Armed with megaphones, small children and Jane Fonda, climate protestors are taking on a new foe in the battle to end fossil fuels: Wall Street. The big banks and insurers that lend money to oil and gas companies “are just as bad as the companies that they’re financing,” says Marlena Fontes, co-founder of Climate Families NYC. “Wall Street has gotten off up until now.” Her organization has joined with others via the Climate Organizing Hub to stage a series of non-violent protests all summer long in New York City. Watch as we follow Fontes to a typical protest, this one outside Citibank headquarters, where she is arrested while chanting “Shame On Citi.” Luminaries in the climate fight, including Fonda and community leaders Sharon Lavigne and Roishetta Sibley Ozane, join in the action. “It’s hard to understand what the path is to win, but I believe that there’s a path, and we’re going to figure it out,” Fontes says.
TEXT: Citibank Headquarters, NYC
TEXT: Climate Families NYC protest.
Organizer 1: All kids are welcome to stand up here even if they’re not speaking.
Abby Newman: We are here outside Citibank with a very important group of stakeholders that is not inside that building. And that group is kids.
Young Boy: I think about climate change a lot and it is not a good feeling. Climate change is killing off coral reefs. I wish I could see a coral reef one day but I am not sure I will because they might all be dead when I grow up.
Marlena: Climate Families is a family-centered climate group. We will do actions that will actually make a difference in the climate crisis. When we do protests with our kids, it changes the response of the people that we're engaging with. They are more interested. I think it's disarming to our targets.
Older Boy: The earth can’t take much more. That’s why I’m asking you, Citibank, to stop giving money to the destroyers of the earth.
Marlena: We're fighting for our families. I'm fighting for my family. We're fighting for the future of the planet.

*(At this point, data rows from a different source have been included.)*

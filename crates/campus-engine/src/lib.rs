//! The campus reputation & content-lifecycle engine.
//!
//! Action handlers ([`actions::Actions`]) perform a primary write and publish
//! a domain event on the [`bus::EventBus`]. Listeners registered on the bus
//! ([`gamification::GamificationListener`],
//! [`notifications::NotificationListener`]) turn those events into points,
//! levels and notifications. Reactions and votes are called directly because
//! their callers need the resulting state back.
//!
//! Everything is generic over a [`campus_core::store::CampusStore`] backend.
//! [`Engine`] wires the pieces together.

pub mod actions;
pub mod bus;
pub mod config;
pub mod conversations;
pub mod engine;
pub mod gamification;
pub mod lifecycle;
pub mod notifications;
pub mod reactions;
pub mod votes;

pub use config::EngineConfig;
pub use engine::Engine;

#[cfg(test)]
mod testing;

Group Chanting: Hey, hey, ho ho, fossil fuels have got to go!
TITLE: Turning up the Heat
Marlena: I'd always known climate was serious, but it felt so big and overwhelming that I put it in a box and ignored it.
Marlena: I really couldn't face it. My beginning climate activism was during my maternity leave. My son was born in 2019, a few days before the hottest day of the summer. And I was thinking, I have a child, and I was not able to ignore it anymore. I needed to protect him and I needed to do something.
TEXT: Marlena and a few young mothers started a volunteer organization, Climate Families NYC.
Marlena: We started with just five people and it's not hard to recruit. Parents are ready for it. It's really easy.
TEXT: The group now has 1500 members.
Marlena: I went to college at Cornell University. I found this internship with the National Domestic Workers Alliance. I did that internship and completely caught the organizing bug. I was like, "This is what I want to do."
TEXT: Marlena began her career as a labor organizer.
Marlena: Being an organizer, it's really listening to people and understanding their story, and then being able to identify people who are ready to do something about it.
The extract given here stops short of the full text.